What is internal vs external table hive in hadoop

HadoopComparisonBeginner · 4 min read

Internal vs External Table in Hive: Key Differences and Usage

In Hive, an internal table stores data within Hive's warehouse directory and deletes data when dropped, while an external table points to data stored outside Hive and preserves data when dropped. Internal tables manage data lifecycle fully, whereas external tables allow sharing data with other tools.

⚖️

Quick Comparison

This table summarizes the main differences between internal and external tables in Hive.

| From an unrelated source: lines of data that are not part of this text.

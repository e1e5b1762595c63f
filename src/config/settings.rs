//! Run settings
//!
//! Defaults, optionally overridden by a TOML file, then by environment
//! variables. Command-line flags are applied last by the caller.

use crate::error::{common, ErrorCode, FlowError, Result};
use serde::{Deserialize, Serialize};
use std::path::{Path, PathBuf};
use tracing::debug;

/// Settings file picked up from the working directory when present
pub const DEFAULT_SETTINGS_FILE: &str = "flow-variableizer.toml";

pub const ENV_RULES: &str = "FLOW_VARIABLEIZER_RULES";
pub const ENV_OUTPUT_DIR: &str = "FLOW_VARIABLEIZER_OUTPUT_DIR";
pub const ENV_SUFFIX: &str = "FLOW_VARIABLEIZER_SUFFIX";

#[derive(Debug, Clone, PartialEq, Serialize, Deserialize)]
#[serde(default)]
pub struct Settings {
    /// Block definitions file (JSON with comments)
    pub rules_path: PathBuf,
    /// Where variableized flows are written
    pub output_dir: PathBuf,
    /// Directory processed by `--all`
    pub sample_dir: PathBuf,
    /// File processed by `--single`
    pub single_file: PathBuf,
    /// Appended to each output file stem
    pub output_suffix: String,
    /// File-name filter in directory mode
    pub file_pattern: String,
}

impl Default for Settings {
    fn default() -> Self {
        Self {
            rules_path: PathBuf::from("block-definitions.jsonc"),
            output_dir: PathBuf::from("outputted/flows"),
            sample_dir: PathBuf::from("sample flows"),
            single_file: PathBuf::from("sample flows/custom_cq_LATEST.json"),
            output_suffix: "_variableized".to_string(),
            file_pattern: "*.json".to_string(),
        }
    }
}

impl Settings {
    /// Parse settings from TOML text
    pub fn from_toml(content: &str) -> Result<Self> {
        toml::from_str(content).map_err(|e| {
            FlowError::config_with_code(ErrorCode::CONFIG_INVALID_TOML, "Invalid settings", None)
                .with_source(e)
        })
    }

    /// Load settings
    ///
    /// An explicit `path` must exist. Without one, [`DEFAULT_SETTINGS_FILE`]
    /// is used if present and defaults otherwise. Environment overrides are
    /// applied in both cases.
    pub async fn load(path: Option<&Path>) -> Result<Self> {
        let file = match path {
            Some(path) if !path.exists() => return Err(common::config_not_found(path)),
            Some(path) => Some(path.to_path_buf()),
            None => Some(PathBuf::from(DEFAULT_SETTINGS_FILE)).filter(|p| p.exists()),
        };

        let mut settings = match file {
            Some(file) => {
                debug!("Loading settings from {}", file.display());
                let content = tokio::fs::read_to_string(&file).await.map_err(|e| {
                    FlowError::config_with_code(
                        ErrorCode::CONFIG_READ_FAILED,
                        "Failed to read settings",
                        Some(file.clone()),
                    )
                    .with_source(e)
                })?;
                Self::from_toml(&content).map_err(|e| e.with_path(&file))?
            }
            None => Self::default(),
        };

        settings.merge_env_vars();
        Ok(settings)
    }

    pub fn merge_env_vars(&mut self) {
        if let Ok(rules) = std::env::var(ENV_RULES) {
            self.rules_path = PathBuf::from(rules);
        }

        if let Ok(output_dir) = std::env::var(ENV_OUTPUT_DIR) {
            self.output_dir = PathBuf::from(output_dir);
        }

        if let Ok(suffix) = std::env::var(ENV_SUFFIX) {
            self.output_suffix = suffix;
        }
    }
}
use super::{ErrorCode, FlowError};
use std::path::Path;

/// Extension trait for convenient error conversion
pub trait ErrorExt<T> {
    /// Convert to a configuration error, keeping the original as source
    fn to_config_error(self, message: impl Into<String>) -> Result<T, FlowError>;
}

impl<T, E> ErrorExt<T> for Result<T, E>
where
    E: Into<Box<dyn std::error::Error + Send + Sync>>,
{
    fn to_config_error(self, message: impl Into<String>) -> Result<T, FlowError> {
        self.map_err(|e| FlowError::config(message).with_source(e))
    }
}

/// Helper functions for common error scenarios
pub mod common {
    use super::*;

    /// Rule source or settings file is missing
    pub fn config_not_found(path: impl AsRef<Path>) -> FlowError {
        let path = path.as_ref();
        FlowError::config_with_code(
            ErrorCode::CONFIG_NOT_FOUND,
            format!("{} not found", path.display()),
            Some(path.to_path_buf()),
        )
    }

    /// Input file or directory is missing
    pub fn input_not_found(path: impl AsRef<Path>) -> FlowError {
        let path = path.as_ref();
        FlowError::input_with_code(
            ErrorCode::INPUT_NOT_FOUND,
            format!("{} not found", path.display()),
            Some(path.to_path_buf()),
        )
    }

    /// Input file could not be parsed as JSON
    pub fn input_invalid_json(path: impl AsRef<Path>, err: serde_json::Error) -> FlowError {
        let path = path.as_ref();
        FlowError::input_with_code(
            ErrorCode::INPUT_INVALID_JSON,
            format!("Malformed JSON in {}", path.display()),
            Some(path.to_path_buf()),
        )
        .with_source(err)
    }

    /// Output file could not be written
    pub fn output_write_failed(path: impl AsRef<Path>, err: std::io::Error) -> FlowError {
        let path = path.as_ref();
        FlowError::output_with_code(
            ErrorCode::OUTPUT_WRITE_FAILED,
            format!("Failed to write {}", path.display()),
            Some(path.to_path_buf()),
        )
        .with_source(err)
    }
}
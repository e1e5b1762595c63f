//! Action-type specific substitution rules
//!
//! Some action types need more than "replace the value, mirror it into
//! metadata". Each such type gets an [`ActionHandler`] registered under its
//! exported type name. A handler sees every rule for its action type before
//! key-path and generic substitution do, and either consumes the rule or lets
//! it fall through.

use super::context::ActionContext;
use crate::config::VariableRule;
use crate::error::Result;

pub mod email;
pub mod identity;
pub mod loop_prompt;
pub mod registry;

pub use email::EmailDisplayNameHandler;
pub use identity::IdentityProviderHandler;
pub use loop_prompt::LoopPromptHandler;
pub use registry::HandlerRegistry;

/// What a handler did with a rule
#[derive(Debug, Clone, Copy, PartialEq, Eq)]
pub enum HandlerOutcome {
    /// The rule is fully applied; skip the other modes
    Handled,
    /// Apply the rule through key-path or generic substitution
    Continue,
}

/// Core trait that all action handlers implement
pub trait ActionHandler: Send + Sync {
    /// Exported action type this handler is registered under
    fn action_type(&self) -> &str;

    /// Apply `rule` (the `rule_index`-th rule for this action type) to the
    /// action held by `ctx`
    fn handle(
        &self,
        ctx: &mut ActionContext<'_>,
        rule: &VariableRule,
        rule_index: usize,
    ) -> Result<HandlerOutcome>;

    /// Returns a description of what this handler does
    fn description(&self) -> &str;
}

/// Creates a vector of all built-in handlers
pub fn all_handlers() -> Vec<Box<dyn ActionHandler>> {
    vec![
        Box::new(LoopPromptHandler::new()),
        Box::new(EmailDisplayNameHandler::new()),
        Box::new(IdentityProviderHandler::new()),
    ]
}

Feature	Internal Table	External Table
Data Storage Location	Hive's warehouse directory (default)	User-specified external location
Data Deletion on Drop	Deletes both table and data	Deletes only table metadata, data remains
Use Case	Hive manages full data lifecycle	Data shared with other systems or tools
Creation Syntax	CREATE TABLE ...	CREATE EXTERNAL TABLE ...
Data Ownership	Hive owns data	User owns data
Data Backup	Backup needed before drop	Data safe after drop

⚖️

Key Differences

Internal tables store data inside Hive's default warehouse directory, usually at /user/hive/warehouse. When you drop an internal table, Hive deletes both the table schema and the actual data files. This means Hive fully controls the data lifecycle.

In contrast, external tables point to data stored outside Hive's warehouse, often on HDFS or other storage locations. Dropping an external table removes only the table schema from Hive, leaving the data files untouched. This allows multiple tools or users to access the same data without Hive deleting it.

Because of this, internal tables are best when Hive is the sole data manager, while external tables are ideal for sharing data or when data is managed outside Hive.

⚖️

Code Comparison

Here is how you create and drop an internal table in Hive:

sql

CREATE TABLE employees (
  id INT,
  name STRING,
  salary FLOAT
);

-- Insert sample data
INSERT INTO TABLE employees VALUES (1, 'Alice', 50000), (2, 'Bob', 60000);

-- Drop the table
DROP TABLE employees;

Output

Table employees created. 2 rows inserted. Table employees dropped and data deleted.

↔️

External Table Equivalent

Here is how you create and drop an external table in Hive pointing to existing data:

sql

CREATE EXTERNAL TABLE employees_ext (
  id INT,
  name STRING,
  salary FLOAT
)
ROW FORMAT DELIMITED
FIELDS TERMINATED BY ','
LOCATION '/user/data/employees';

-- Drop the table
DROP TABLE employees_ext;

Output

External table employees_ext created. Table employees_ext dropped but data at /user/data/employees remains intact.

🎯

When to Use Which

Choose internal tables when Hive should fully manage the data lifecycle, including storage and deletion. This is good for temporary or Hive-exclusive datasets.

Choose external tables when data is shared across multiple tools or users, or when data already exists outside Hive. External tables prevent accidental data loss by preserving data on drop.

✅

Key Takeaways

Internal tables store data inside Hive and delete data when dropped.

External tables link to external data and keep data after table drop.

Use internal tables for Hive-managed data lifecycle.

Use external tables to share data or protect data from deletion.

Dropping external tables only removes metadata, not data files.